_Brief:_ The answer consists solely of the data below, reproduced exactly.
*** Records for this exercise
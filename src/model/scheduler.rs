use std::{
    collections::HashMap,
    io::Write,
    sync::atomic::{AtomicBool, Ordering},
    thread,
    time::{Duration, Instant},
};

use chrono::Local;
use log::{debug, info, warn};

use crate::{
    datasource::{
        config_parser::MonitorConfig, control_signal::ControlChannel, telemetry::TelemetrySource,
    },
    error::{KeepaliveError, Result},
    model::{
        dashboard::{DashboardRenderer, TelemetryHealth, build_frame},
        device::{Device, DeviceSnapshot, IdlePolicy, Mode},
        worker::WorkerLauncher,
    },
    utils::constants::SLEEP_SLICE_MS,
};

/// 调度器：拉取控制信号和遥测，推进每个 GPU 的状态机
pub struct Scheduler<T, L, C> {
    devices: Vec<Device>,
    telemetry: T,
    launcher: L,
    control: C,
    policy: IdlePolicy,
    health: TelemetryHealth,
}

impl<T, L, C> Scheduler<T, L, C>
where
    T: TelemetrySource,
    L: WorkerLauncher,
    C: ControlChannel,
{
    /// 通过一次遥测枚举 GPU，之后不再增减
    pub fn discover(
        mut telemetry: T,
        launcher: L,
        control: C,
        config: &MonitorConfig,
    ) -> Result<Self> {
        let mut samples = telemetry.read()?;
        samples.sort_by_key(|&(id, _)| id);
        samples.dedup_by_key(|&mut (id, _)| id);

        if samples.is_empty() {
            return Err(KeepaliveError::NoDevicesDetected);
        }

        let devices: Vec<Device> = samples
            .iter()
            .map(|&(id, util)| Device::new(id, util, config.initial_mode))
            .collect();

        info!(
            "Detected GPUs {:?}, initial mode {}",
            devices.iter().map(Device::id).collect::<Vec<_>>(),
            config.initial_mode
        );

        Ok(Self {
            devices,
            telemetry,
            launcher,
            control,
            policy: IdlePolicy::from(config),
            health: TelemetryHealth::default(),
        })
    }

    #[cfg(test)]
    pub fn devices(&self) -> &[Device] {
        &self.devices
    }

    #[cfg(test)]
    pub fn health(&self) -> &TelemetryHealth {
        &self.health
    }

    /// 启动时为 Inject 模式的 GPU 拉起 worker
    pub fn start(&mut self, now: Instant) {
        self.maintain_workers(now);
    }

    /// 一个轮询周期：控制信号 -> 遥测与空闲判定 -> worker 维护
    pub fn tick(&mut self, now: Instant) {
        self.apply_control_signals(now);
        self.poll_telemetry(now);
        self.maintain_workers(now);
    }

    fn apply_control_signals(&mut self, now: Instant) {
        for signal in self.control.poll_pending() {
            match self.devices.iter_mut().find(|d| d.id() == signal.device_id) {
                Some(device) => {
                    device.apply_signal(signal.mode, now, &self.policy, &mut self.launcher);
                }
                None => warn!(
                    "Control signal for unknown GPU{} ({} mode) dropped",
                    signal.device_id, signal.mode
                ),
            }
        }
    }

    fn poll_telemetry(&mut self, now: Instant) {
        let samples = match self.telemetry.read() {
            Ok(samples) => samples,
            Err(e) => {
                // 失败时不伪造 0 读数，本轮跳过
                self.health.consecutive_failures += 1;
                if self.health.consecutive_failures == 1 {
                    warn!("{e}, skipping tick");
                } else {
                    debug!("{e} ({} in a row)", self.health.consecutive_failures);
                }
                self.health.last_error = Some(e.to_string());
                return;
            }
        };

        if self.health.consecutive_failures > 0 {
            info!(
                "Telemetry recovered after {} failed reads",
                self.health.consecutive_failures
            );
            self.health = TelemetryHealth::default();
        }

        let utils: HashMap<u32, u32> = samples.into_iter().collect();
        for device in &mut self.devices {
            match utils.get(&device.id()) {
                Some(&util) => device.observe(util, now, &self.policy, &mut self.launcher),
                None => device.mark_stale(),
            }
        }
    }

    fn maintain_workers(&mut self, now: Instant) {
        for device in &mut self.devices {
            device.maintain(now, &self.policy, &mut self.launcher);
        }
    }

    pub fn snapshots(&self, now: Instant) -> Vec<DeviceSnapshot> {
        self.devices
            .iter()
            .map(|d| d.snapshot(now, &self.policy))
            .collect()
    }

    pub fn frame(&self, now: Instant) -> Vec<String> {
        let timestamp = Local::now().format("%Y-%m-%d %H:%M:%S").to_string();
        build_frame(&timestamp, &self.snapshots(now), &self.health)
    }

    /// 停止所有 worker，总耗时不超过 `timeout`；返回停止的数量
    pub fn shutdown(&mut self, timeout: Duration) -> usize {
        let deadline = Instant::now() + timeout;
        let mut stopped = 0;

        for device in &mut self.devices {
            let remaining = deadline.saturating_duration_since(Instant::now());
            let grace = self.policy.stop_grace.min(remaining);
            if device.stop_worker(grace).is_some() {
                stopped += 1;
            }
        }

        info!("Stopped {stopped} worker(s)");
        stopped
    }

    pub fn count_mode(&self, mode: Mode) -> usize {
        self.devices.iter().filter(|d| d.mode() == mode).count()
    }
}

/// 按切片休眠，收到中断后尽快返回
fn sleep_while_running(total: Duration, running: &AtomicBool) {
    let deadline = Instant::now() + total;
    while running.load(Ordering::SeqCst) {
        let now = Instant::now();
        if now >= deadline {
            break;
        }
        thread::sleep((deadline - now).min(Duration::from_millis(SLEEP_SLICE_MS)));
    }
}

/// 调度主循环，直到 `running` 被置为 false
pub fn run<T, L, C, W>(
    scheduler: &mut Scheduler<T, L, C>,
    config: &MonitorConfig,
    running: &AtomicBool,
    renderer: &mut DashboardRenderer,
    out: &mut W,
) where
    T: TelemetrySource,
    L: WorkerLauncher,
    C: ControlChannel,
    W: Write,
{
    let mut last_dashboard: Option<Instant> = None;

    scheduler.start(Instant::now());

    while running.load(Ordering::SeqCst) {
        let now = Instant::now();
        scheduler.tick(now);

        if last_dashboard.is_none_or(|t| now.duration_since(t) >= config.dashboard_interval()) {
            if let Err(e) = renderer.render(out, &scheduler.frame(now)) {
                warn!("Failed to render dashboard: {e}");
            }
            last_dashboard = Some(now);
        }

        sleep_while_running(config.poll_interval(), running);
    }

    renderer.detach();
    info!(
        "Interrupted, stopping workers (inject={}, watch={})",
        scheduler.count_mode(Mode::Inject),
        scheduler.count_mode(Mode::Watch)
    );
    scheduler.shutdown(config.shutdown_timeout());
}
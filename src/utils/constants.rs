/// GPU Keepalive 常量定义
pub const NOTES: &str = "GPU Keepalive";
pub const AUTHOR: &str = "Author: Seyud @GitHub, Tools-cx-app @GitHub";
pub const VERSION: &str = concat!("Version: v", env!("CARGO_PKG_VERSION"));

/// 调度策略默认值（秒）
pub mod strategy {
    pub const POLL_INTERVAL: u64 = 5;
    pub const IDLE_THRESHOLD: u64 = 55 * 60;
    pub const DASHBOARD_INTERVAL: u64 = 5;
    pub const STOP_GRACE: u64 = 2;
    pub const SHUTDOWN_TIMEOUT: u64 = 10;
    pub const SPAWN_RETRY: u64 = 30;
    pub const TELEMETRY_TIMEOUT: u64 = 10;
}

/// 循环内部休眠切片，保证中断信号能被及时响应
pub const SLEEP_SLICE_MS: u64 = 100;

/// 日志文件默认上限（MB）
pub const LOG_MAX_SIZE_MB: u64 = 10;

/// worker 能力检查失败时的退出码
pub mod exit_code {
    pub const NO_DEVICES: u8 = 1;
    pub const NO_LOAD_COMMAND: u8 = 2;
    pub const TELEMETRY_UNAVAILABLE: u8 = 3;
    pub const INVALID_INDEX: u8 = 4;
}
******
_Task result:_
filename src/model/scheduler.rs
use std::{
    collections::HashMap,
    io::Write,
    sync::atomic::{AtomicBool, Ordering},
    thread,
    time::{Duration, Instant},
};

use chrono::Local;
use log::{debug, info, warn};

use crate::{
    datasource::{
        config_parser::MonitorConfig, control_signal::ControlChannel, telemetry::TelemetrySource,
    },
    error::{KeepaliveError, Result},
    model::{
        dashboard::{DashboardRenderer, TelemetryHealth, build_frame},
        device::{Device, DeviceSnapshot, IdlePolicy, Mode},
        worker::WorkerLauncher,
    },
    utils::constants::SLEEP_SLICE_MS,
};

/// 调度器：拉取控制信号和遥测，推进每个 GPU 的状态机
pub struct Scheduler<T, L, C> {
    devices: Vec<Device>,
    telemetry: T,
    launcher: L,
    control: C,
    policy: IdlePolicy,
    health: TelemetryHealth,
}

impl<T, L, C> Scheduler<T, L, C>
where
    T: TelemetrySource,
    L: WorkerLauncher,
    C: ControlChannel,
{
    /// 通过一次遥测枚举 GPU，之后不再增减
    pub fn discover(
        mut telemetry: T,
        launcher: L,
        control: C,
        config: &MonitorConfig,
    ) -> Result<Self> {
        let mut samples = telemetry.read()?;
        samples.sort_by_key(|&(id, _)| id);
        samples.dedup_by_key(|&mut (id, _)| id);

        if samples.is_empty() {
            return Err(KeepaliveError::NoDevicesDetected);
        }

        let devices: Vec<Device> = samples
            .iter()
            .map(|&(id, util)| Device::new(id, util, config.initial_mode))
            .collect();

        info!(
            "Detected GPUs {:?}, initial mode {}",
            devices.iter().map(Device::id).collect::<Vec<_>>(),
            config.initial_mode
        );

        Ok(Self {
            devices,
            telemetry,
            launcher,
            control,
            policy: IdlePolicy::from(config),
            health: TelemetryHealth::default(),
        })
    }

    #[cfg(test)]
    pub fn devices(&self) -> &[Device] {
        &self.devices
    }

    #[cfg(test)]
    pub fn health(&self) -> &TelemetryHealth {
        &self.health
    }

    /// 启动时为 Inject 模式的 GPU 拉起 worker
    pub fn start(&mut self, now: Instant) {
        self.maintain_workers(now);
    }

    /// 一个轮询周期：控制信号 -> 遥测与空闲判定 -> worker 维护
    pub fn tick(&mut self, now: Instant) {
        self.apply_control_signals(now);
        self.poll_telemetry(now);
        self.maintain_workers(now);
    }

    fn apply_control_signals(&mut self, now: Instant) {
        for signal in self.control.poll_pending() {
            match self.devices.iter_mut().find(|d| d.id() == signal.device_id) {
                Some(device) => {
                    device.apply_signal(signal.mode, now, &self.policy, &mut self.launcher);
                }
                None => warn!(
                    "Control signal for unknown GPU{} ({} mode) dropped",
                    signal.device_id, signal.mode
                ),
            }
        }
    }

    fn poll_telemetry(&mut self, now: Instant) {
        let samples = match self.telemetry.read() {
            Ok(samples) => samples,
            Err(e) => {
                // 失败时不伪造 0 读数，本轮跳过
                self.health.consecutive_failures += 1;
                if self.health.consecutive_failures == 1 {
                    warn!("{e}, skipping tick");
                } else {
                    debug!("{e} ({} in a row)", self.health.consecutive_failures);
                }
                self.health.last_error = Some(e.to_string());
                return;
            }
        };

        if self.health.consecutive_failures > 0 {
            info!(
                "Telemetry recovered after {} failed reads",
                self.health.consecutive_failures
            );
            self.health = TelemetryHealth::default();
        }

        let utils: HashMap<u32, u32> = samples.into_iter().collect();
        for device in &mut self.devices {
            match utils.get(&device.id()) {
                Some(&util) => device.observe(util, now, &self.policy, &mut self.launcher),
                None => device.mark_stale(),
            }
        }
    }

    fn maintain_workers(&mut self, now: Instant) {
        for device in &mut self.devices {
            device.maintain(now, &self.policy, &mut self.launcher);
        }
    }

    pub fn snapshots(&self, now: Instant) -> Vec<DeviceSnapshot> {
        self.devices
            .iter()
            .map(|d| d.snapshot(now, &self.policy))
            .collect()
    }

    pub fn frame(&self, now: Instant) -> Vec<String> {
        let timestamp = Local::now().format("%Y-%m-%d %H:%M:%S").to_string();
        build_frame(&timestamp, &self.snapshots(now), &self.health)
    }

    /// 停止所有 worker，总耗时不超过 `timeout`；返回停止的数量
    pub fn shutdown(&mut self, timeout: Duration) -> usize {
        let deadline = Instant::now() + timeout;
        let mut stopped = 0;

        for device in &mut self.devices {
            let remaining = deadline.saturating_duration_since(Instant::now());
            let grace = self.policy.stop_grace.min(remaining);
            if device.stop_worker(grace).is_some() {
                stopped += 1;
            }
        }

        info!("Stopped {stopped} worker(s)");
        stopped
    }

    pub fn count_mode(&self, mode: Mode) -> usize {
        self.devices.iter().filter(|d| d.mode() == mode).count()
    }
}

/// 按切片休眠，收到中断后尽快返回
fn sleep_while_running(total: Duration, running: &AtomicBool) {
    let deadline = Instant::now() + total;
    while running.load(Ordering::SeqCst) {
        let now = Instant::now();
        if now >= deadline {
            break;
        }
        thread::sleep((deadline - now).min(Duration::from_millis(SLEEP_SLICE_MS)));
    }
}

/// 调度主循环，直到 `running` 被置为 false
pub fn run<T, L, C, W>(
    scheduler: &mut Scheduler<T, L, C>,
    config: &MonitorConfig,
    running: &AtomicBool,
    renderer: &mut DashboardRenderer,
    out: &mut W,
) where
    T: TelemetrySource,
    L: WorkerLauncher,
    C: ControlChannel,
    W: Write,
{
    let mut last_dashboard: Option<Instant> = None;

    scheduler.start(Instant::now());

    while running.load(Ordering::SeqCst) {
        let now = Instant::now();
        scheduler.tick(now);

        if last_dashboard.is_none_or(|t| now.duration_since(t) >= config.dashboard_interval()) {
            if let Err(e) = renderer.render(out, &scheduler.frame(now)) {
                warn!("Failed to render dashboard: {e}");
            }
            last_dashboard = Some(now);
        }

        sleep_while_running(config.poll_interval(), running);
    }

    renderer.detach();
    info!(
        "Interrupted, stopping workers (inject={}, watch={})",
        scheduler.count_mode(Mode::Inject),
        scheduler.count_mode(Mode::Watch)
    );
    scheduler.shutdown(config.shutdown_timeout());
}
filename src/utils/constants.rs
/// GPU Keepalive 常量定义
pub const NOTES: &str = "GPU Keepalive";
pub const AUTHOR: &str = "Author: Seyud @GitHub, Tools-cx-app @GitHub";
pub const VERSION: &str = concat!("Version: v", env!("CARGO_PKG_VERSION"));

/// 调度策略默认值（秒）
pub mod strategy {
    pub const POLL_INTERVAL: u64 = 5;
    pub const IDLE_THRESHOLD: u64 = 55 * 60;
    pub const DASHBOARD_INTERVAL: u64 = 5;
    pub const STOP_GRACE: u64 = 2;
    pub const SHUTDOWN_TIMEOUT: u64 = 10;
    pub const SPAWN_RETRY: u64 = 30;
    pub const TELEMETRY_TIMEOUT: u64 = 10;
}

/// 循环内部休眠切片，保证中断信号能被及时响应
pub const SLEEP_SLICE_MS: u64 = 100;

/// 日志文件默认上限（MB）
pub const LOG_MAX_SIZE_MB: u64 = 10;

/// worker 能力检查失败时的退出码
pub mod exit_code {
    pub const NO_DEVICES: u8 = 1;
    pub const NO_LOAD_COMMAND: u8 = 2;
    pub const TELEMETRY_UNAVAILABLE: u8 = 3;
    pub const INVALID_INDEX: u8 = 4;
}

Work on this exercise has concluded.